Elkaim dug into his coat’s other pocket and pulled out a folded newspaper page. He opened it for me, a page-long article torn from the Downtown Courier—“Miniaturist is City Dreamer.” In the center of the article was a black-and-white photo of a cheery-looking bald man hovering over a miniskyline like a middle-aged Godzilla.
I scanned quick:
For Devon Hawley, Jr., the creation of finely detailed tiny cities is more than a hobby, it’s an obsession. In just the last three years, Disney, NBC/Universal, Pixar, and Netflix have all called upon Mr. Hawley and STEAM-WORLD STUDIOS here in DTLA, to design and photograph the backdrops for over a half-dozen blockbusters.
I looked up. “Did this man harass you?”
“Not in the slightest. He was very polite. Tall like the day is long.” Elkaim made a reaching gesture. “He was apologetic for having interrupted me and so forth. Quite nervous.”
“What makes you say so?”
“He spoke in a halting manner. He seemed to have a hard time looking me in the eye.”
“Isn’t it a bit strange that you didn’t remember him?”
“No, no, I don’t think so. My son had a life of his own—especially as a teenager.”
“Okay,” I said. “But what did this Hawley guy want?”
“He told me…that he could prove my son’s innocence. He said he figured things out.”
“Wow, all these years later?” I sat up, on instinct. “Did…did he say how?”
“No.” Elkaim pursed his dry lips, tallying some invisible calculation. “No, he would not tell me how he knew, but my lifetime of suspicions were confirmed. I always knew it was a mistake. My son was not capable of murder.”
“Of course, but—”
“The night they arrested Emil, he wept to me, he told me he was innocent. He would not lie to me about such a thing.”
I took it in—I knew I was on shaky ground. Everybody’s son is innocent.
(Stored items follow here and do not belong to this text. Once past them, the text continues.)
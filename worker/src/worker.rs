use anyhow::{Context, Result};
use common::{endpoint, MapFn, ReduceFn, TaskDescriptor, TaskKind, TaskReply, WorkerId};
use std::{env, path::PathBuf, time::Duration};
use tokio::time::sleep;
use tracing::{debug, info};

use crate::client::CoordinatorClient;
use crate::executor;

const DEFAULT_WAIT_MS: u64 = 1000;

/// Configuración del worker.
#[derive(Debug, Clone)]
pub struct WorkerConfig {
    pub coordinator_url: String,
    /// Directorio donde se escriben intermedios y salidas
    pub work_dir: PathBuf,
    /// Pausa cuando el coordinador responde Wait
    pub wait_interval: Duration,
}

impl WorkerConfig {
    /// Lee la configuración de variables de entorno:
    /// - MR_COORDINATOR_URL (por defecto, el puerto del usuario en 127.0.0.1)
    /// - MR_WORK_DIR (por defecto ".")
    /// - MR_WAIT_MS (por defecto 1000)
    pub fn from_env() -> Self {
        let work_dir = env::var("MR_WORK_DIR")
            .map(PathBuf::from)
            .unwrap_or_else(|_| PathBuf::from("."));

        let wait_ms = env::var("MR_WAIT_MS")
            .ok()
            .and_then(|s| s.parse::<u64>().ok())
            .unwrap_or(DEFAULT_WAIT_MS);

        Self {
            coordinator_url: endpoint::coordinator_base_url(),
            work_dir,
            wait_interval: Duration::from_millis(wait_ms),
        }
    }
}

/// Nombre del worker: hostname + uuid (solo para logs del coordinador).
fn new_worker_id() -> WorkerId {
    let hostname = hostname::get()
        .unwrap_or_default()
        .to_string_lossy()
        .to_string();
    format!("{}-{}", hostname, uuid::Uuid::new_v4())
}

pub struct Worker {
    id: WorkerId,
    client: CoordinatorClient,
    config: WorkerConfig,
    mapf: MapFn,
    reducef: ReduceFn,
}

impl Worker {
    pub fn new(config: WorkerConfig, mapf: MapFn, reducef: ReduceFn) -> Self {
        Self {
            id: new_worker_id(),
            client: CoordinatorClient::new(config.coordinator_url.clone()),
            config,
            mapf,
            reducef,
        }
    }

    pub fn id(&self) -> &str {
        &self.id
    }

    /// Loop principal del worker:
    /// - pide tarea
    /// - Done: sale
    /// - Wait: duerme y reintenta
    /// - Map / Reduce: ejecuta y reporta
    ///
    /// Cualquier error de E/S o de RPC corta el loop; el coordinador
    /// reasigna la tarea cuando vence su timeout.
    /// Devuelve cuántas tareas ejecutó.
    pub async fn run(&self) -> Result<usize> {
        info!(
            "worker {} arrancando contra {} (work_dir={})",
            self.id,
            self.client.base_url(),
            self.config.work_dir.display()
        );

        let mut executed = 0;
        loop {
            match self.client.request_task(&self.id).await? {
                TaskReply::Done => {
                    info!("worker {}: no queda trabajo, {} tareas ejecutadas", self.id, executed);
                    return Ok(executed);
                }
                TaskReply::Wait => {
                    debug!("worker {}: sin tareas libres, esperando {:?}", self.id, self.config.wait_interval);
                    sleep(self.config.wait_interval).await;
                }
                TaskReply::Task { task } => {
                    self.execute(task).await?;
                    executed += 1;
                }
            }
        }
    }

    async fn execute(&self, task: TaskDescriptor) -> Result<()> {
        info!(
            "worker {}: tarea {:?} {} (epoch={})",
            self.id, task.kind, task.id, task.epoch
        );

        match task.kind {
            TaskKind::Map => self.run_map(&task).await?,
            TaskKind::Reduce => self.run_reduce(&task).await?,
        }

        self.client
            .report_completion(task.kind, task.id, task.epoch)
            .await?;
        info!("worker {}: terminé tarea {:?} {}", self.id, task.kind, task.id);
        Ok(())
    }

    async fn run_map(&self, task: &TaskDescriptor) -> Result<()> {
        let mapf = self.mapf;
        let work_dir = self.config.work_dir.clone();
        let t = task.clone();

        let written = tokio::task::spawn_blocking(move || executor::run_map(&t, mapf, &work_dir))
            .await?
            .with_context(|| format!("map {} sobre {:?}", task.id, task.input_path))?;

        for (partition, location) in &written {
            self.client.register_intermediate(*partition, location).await?;
        }
        debug!("map {}: {} archivos intermedios", task.id, written.len());
        Ok(())
    }

    async fn run_reduce(&self, task: &TaskDescriptor) -> Result<()> {
        let partition = task.id as u32;
        let locations = self.client.fetch_intermediate_locations(partition).await?;
        debug!("reduce {}: {} archivos intermedios", partition, locations.len());

        let reducef = self.reducef;
        let work_dir = self.config.work_dir.clone();
        let out = tokio::task::spawn_blocking(move || {
            executor::run_reduce(partition, &locations, reducef, &work_dir)
        })
        .await?
        .with_context(|| format!("reduce de la partición {}", partition))?;

        debug!("reduce {}: salida en {}", partition, out.display());
        Ok(())
    }
}

/// Punto de entrada para una aplicación: arranca un worker con sus
/// funciones map y reduce y corre hasta que el job termina.
pub async fn run(config: WorkerConfig, mapf: MapFn, reducef: ReduceFn) -> Result<usize> {
    Worker::new(config, mapf, reducef).run().await
}

#[cfg(test)]
mod tests {
    use super::*;

    #[test]
    fn worker_id_incluye_uuid() {
        let a = new_worker_id();
        let b = new_worker_id();
        assert_ne!(a, b);
        assert!(a.len() > 36);
    }
}
use anyhow::Result;
use common::wordcount;
use tracing_subscriber::EnvFilter;

use worker::WorkerConfig;

#[tokio::main]
async fn main() -> Result<()> {
    tracing_subscriber::fmt()
        .with_env_filter(
            EnvFilter::try_from_default_env()
                .unwrap_or_else(|_| EnvFilter::new("worker=info,reqwest=info")),
        )
        .init();

    let config = WorkerConfig::from_env();
    worker::run(config, wordcount::map, wordcount::reduce).await?;
    Ok(())
}
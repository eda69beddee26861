pub mod client;
pub mod executor;
pub mod worker;

pub use client::CoordinatorClient;
pub use worker::{run, Worker, WorkerConfig};
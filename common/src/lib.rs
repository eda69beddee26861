pub mod codec;
pub mod endpoint;
pub mod job;
pub mod rpc;
pub mod task;
pub mod wordcount;

pub use codec::KeyValue;
pub use job::{JobInfo, JobPhase};
pub use rpc::{
    Ack, IntermediateLocationsRequest, IntermediateLocationsResponse,
    RegisterIntermediateRequest, TaskCompleteRequest, TaskReply, TaskRequest, WorkerId,
};
pub use task::{Epoch, Task, TaskDescriptor, TaskId, TaskKind, TaskStatus};

/// Función map de la aplicación: (nombre de archivo, contenido) -> registros.
pub type MapFn = fn(&str, &str) -> Vec<KeyValue>;

/// Función reduce de la aplicación: (clave, valores) -> valor de salida.
pub type ReduceFn = fn(&str, &[String]) -> String;
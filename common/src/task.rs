use chrono::{DateTime, Utc};
use serde::{Deserialize, Serialize};

/// Índice de la tarea dentro de su tipo.
/// Para Map identifica el archivo de entrada, para Reduce la partición de salida.
pub type TaskId = usize;

/// Número de asignación de una tarea. Cambia en cada despacho.
pub type Epoch = u64;

#[derive(Debug, Clone, Copy, PartialEq, Eq, Hash, Serialize, Deserialize)]
#[serde(rename_all = "SCREAMING_SNAKE_CASE")]
pub enum TaskKind {
    Map,
    Reduce,
}

#[derive(Debug, Clone, Copy, PartialEq, Eq, Serialize, Deserialize)]
#[serde(rename_all = "SCREAMING_SNAKE_CASE")]
pub enum TaskStatus {
    Idle,
    InProgress,
    Completed,
}

/// Estado completo de una tarea, tal como lo guarda el coordinador.
#[derive(Debug, Clone)]
pub struct Task {
    pub kind: TaskKind,
    pub id: TaskId,
    pub status: TaskStatus,

    /// Momento del último paso a InProgress
    pub assigned_at: Option<DateTime<Utc>>,
    /// Se incrementa en cada asignación; 0 = nunca despachada
    pub epoch: Epoch,

    /// Archivo de entrada (solo Map)
    pub input_path: Option<String>,
    pub n_reduce: u32,
}

impl Task {
    pub fn map(id: TaskId, input_path: String, n_reduce: u32) -> Self {
        Self {
            kind: TaskKind::Map,
            id,
            status: TaskStatus::Idle,
            assigned_at: None,
            epoch: 0,
            input_path: Some(input_path),
            n_reduce,
        }
    }

    pub fn reduce(id: TaskId, n_reduce: u32) -> Self {
        Self {
            kind: TaskKind::Reduce,
            id,
            status: TaskStatus::Idle,
            assigned_at: None,
            epoch: 0,
            input_path: None,
            n_reduce,
        }
    }

    pub fn descriptor(&self) -> TaskDescriptor {
        TaskDescriptor {
            kind: self.kind,
            id: self.id,
            epoch: self.epoch,
            input_path: self.input_path.clone(),
            n_reduce: self.n_reduce,
        }
    }
}

/// Lo que viaja al worker cuando se le asigna una tarea.
#[derive(Debug, Clone, PartialEq, Eq, Serialize, Deserialize)]
pub struct TaskDescriptor {
    pub kind: TaskKind,
    pub id: TaskId,
    pub epoch: Epoch,
    pub input_path: Option<String>,
    pub n_reduce: u32,
}
use anyhow::Result;
use clap::{Parser, Subcommand};
use common::{endpoint, rpc::routes, JobInfo};
use reqwest::Client;
use std::time::Duration;

#[derive(Parser)]
#[command(name = "client")]
#[command(about = "CLI simple para consultar al coordinador")]
struct Cli {
    /// URL del coordinador (por defecto MR_COORDINATOR_URL o el puerto del usuario)
    #[arg(long)]
    url: Option<String>,

    #[command(subcommand)]
    command: Commands,
}

#[derive(Subcommand)]
enum Commands {
    /// Muestra la fase y los contadores del job
    Status,
    /// Espera hasta que el job termine
    Wait {
        /// Intervalo entre consultas, en milisegundos
        #[arg(long, default_value_t = 1000)]
        interval_ms: u64,
    },
}

async fn fetch_job(client: &Client, base_url: &str) -> Result<JobInfo> {
    let url = format!("{}{}", base_url, routes::JOB);
    let resp = client.get(&url).send().await?.error_for_status()?;
    Ok(resp.json().await?)
}

fn print_job(job: &JobInfo) {
    println!("Job:");
    println!("  fase: {:?}", job.phase);
    println!("  map: {}/{}", job.completed_map, job.n_map);
    println!("  reduce: {}/{}", job.completed_reduce, job.n_reduce);
    println!("  terminado: {}", job.done);
    println!("  inicio: {}", job.started_at);
    if let Some(fin) = job.finished_at {
        println!("  fin: {}", fin);
    }
}

#[tokio::main]
async fn main() -> Result<()> {
    let cli = Cli::parse();
    let client = Client::new();
    let base_url = cli.url.unwrap_or_else(endpoint::coordinator_base_url);

    match cli.command {
        Commands::Status => {
            let job = fetch_job(&client, &base_url).await?;
            print_job(&job);
        }
        Commands::Wait { interval_ms } => loop {
            let job = fetch_job(&client, &base_url).await?;
            if job.done {
                print_job(&job);
                break;
            }
            tokio::time::sleep(Duration::from_millis(interval_ms)).await;
        },
    }

    Ok(())
}
use axum::{
    extract::State,
    routing::{get, post},
    Json, Router,
};
use common::{
    rpc::routes, Ack, IntermediateLocationsRequest, IntermediateLocationsResponse, JobInfo,
    RegisterIntermediateRequest, TaskCompleteRequest, TaskReply, TaskRequest,
};
use tower_http::trace::TraceLayer;

use crate::error::Result;
use crate::state::AppState;

pub fn build_router(state: AppState) -> Router {
    Router::new()
        .route(routes::HEALTH, get(health))
        .route(routes::JOB, get(get_job))
        .route(routes::REQUEST_TASK, post(request_task))
        .route(routes::COMPLETE_TASK, post(complete_task))
        .route(routes::REGISTER_INTERMEDIATE, post(register_intermediate))
        .route(routes::INTERMEDIATE_LOCATIONS, post(intermediate_locations))
        .layer(TraceLayer::new_for_http())
        .with_state(state)
}

/* ---------------- handlers HTTP ---------------- */

async fn health() -> &'static str {
    "ok"
}

// Estado del job (IsDone + contadores)
async fn get_job(State(state): State<AppState>) -> Json<JobInfo> {
    Json(state.info())
}

// Asigna la siguiente tarea Idle de la fase actual, o Wait / Done
async fn request_task(
    State(state): State<AppState>,
    Json(req): Json<TaskRequest>,
) -> Json<TaskReply> {
    Json(state.request_task(&req.worker_id))
}

// Worker reporta que terminó una tarea
async fn complete_task(
    State(state): State<AppState>,
    Json(req): Json<TaskCompleteRequest>,
) -> Result<Json<Ack>> {
    state.report_completion(req.kind, req.id, req.epoch)?;
    Ok(Json(Ack { ok: true }))
}

// Una tarea map avisa dónde dejó los registros de una partición
async fn register_intermediate(
    State(state): State<AppState>,
    Json(req): Json<RegisterIntermediateRequest>,
) -> Result<Json<Ack>> {
    state.register_intermediate(req.partition, req.location)?;
    Ok(Json(Ack { ok: true }))
}

// Una tarea reduce pide los intermedios de su partición
async fn intermediate_locations(
    State(state): State<AppState>,
    Json(req): Json<IntermediateLocationsRequest>,
) -> Result<Json<IntermediateLocationsResponse>> {
    let locations = state.intermediate_locations(req.partition)?;
    Ok(Json(IntermediateLocationsResponse {
        partition: req.partition,
        locations,
    }))
}
use tokio::{task::AbortHandle, time::sleep};

use common::{Epoch, TaskId, TaskKind};

use crate::state::AppState;

/// Timer de reclamo de una asignación:
/// - duerme `task_timeout`
/// - si la tarea sigue InProgress con el mismo epoch, vuelve a Idle
///
/// No avisa ni mata al worker original; si termina tarde, su reporte se acepta.
pub fn spawn_reclaim_timer(state: AppState, kind: TaskKind, id: TaskId, epoch: Epoch) -> AbortHandle {
    let timeout = state.task_timeout();
    tokio::spawn(async move {
        sleep(timeout).await;
        state.reclaim(kind, id, epoch);
    })
    .abort_handle()
}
“So…this guy just came here out of the blue, without any notice and—”
“But he was not rude about it. He simply said that he wanted to introduce himself and set up a time to speak, to share certain details. He asked if he could return the following Saturday—to take me to his studio, I gather to show me his…his files, his evidence. He begged that I tell no one. As I say, he seemed very nervous. But respectful about the whole matter. And then—” Mr. Elkaim raised his palms to the heavens. “—a no-show.”
I scrambled for words of comfort, came up short. “Maybe he got the dates wrong?”
“At my age, one does not have time for such delays.”
“I understand, Mr. Elkaim—”
“No,” he said firmly, “you do not understand. A cancer eats my pancreas. The doctors say I have three months, six at most.”
A bright, vivid silence—
“Ninety days,” he added without self-pity. But his dark eyes held me in place.
“I want to help,” I said. “Anything I can do. But…I’m trying to get a full picture. Can you tell me exactly what this man said?”
“Word for word, no. I was in a state of shock. I…I was shaken, I did not want to press him, I—”
Elkaim hesitated and, before my eyes, his yearning morphed into a peculiar self-scrutiny. His longing for justice, for last-minute redemption was high, wild, out of control, and he knew it. It made both of us uncomfortable, this intensity of hope. I caught myself glancing at the glass door. Like more than one visitor to a nursing home, I yearned for the clock to move quicker.
Uncle Herschel is watching—
“Mr. Elkaim,” I said gently, “people do prey on the elderly—we know that.”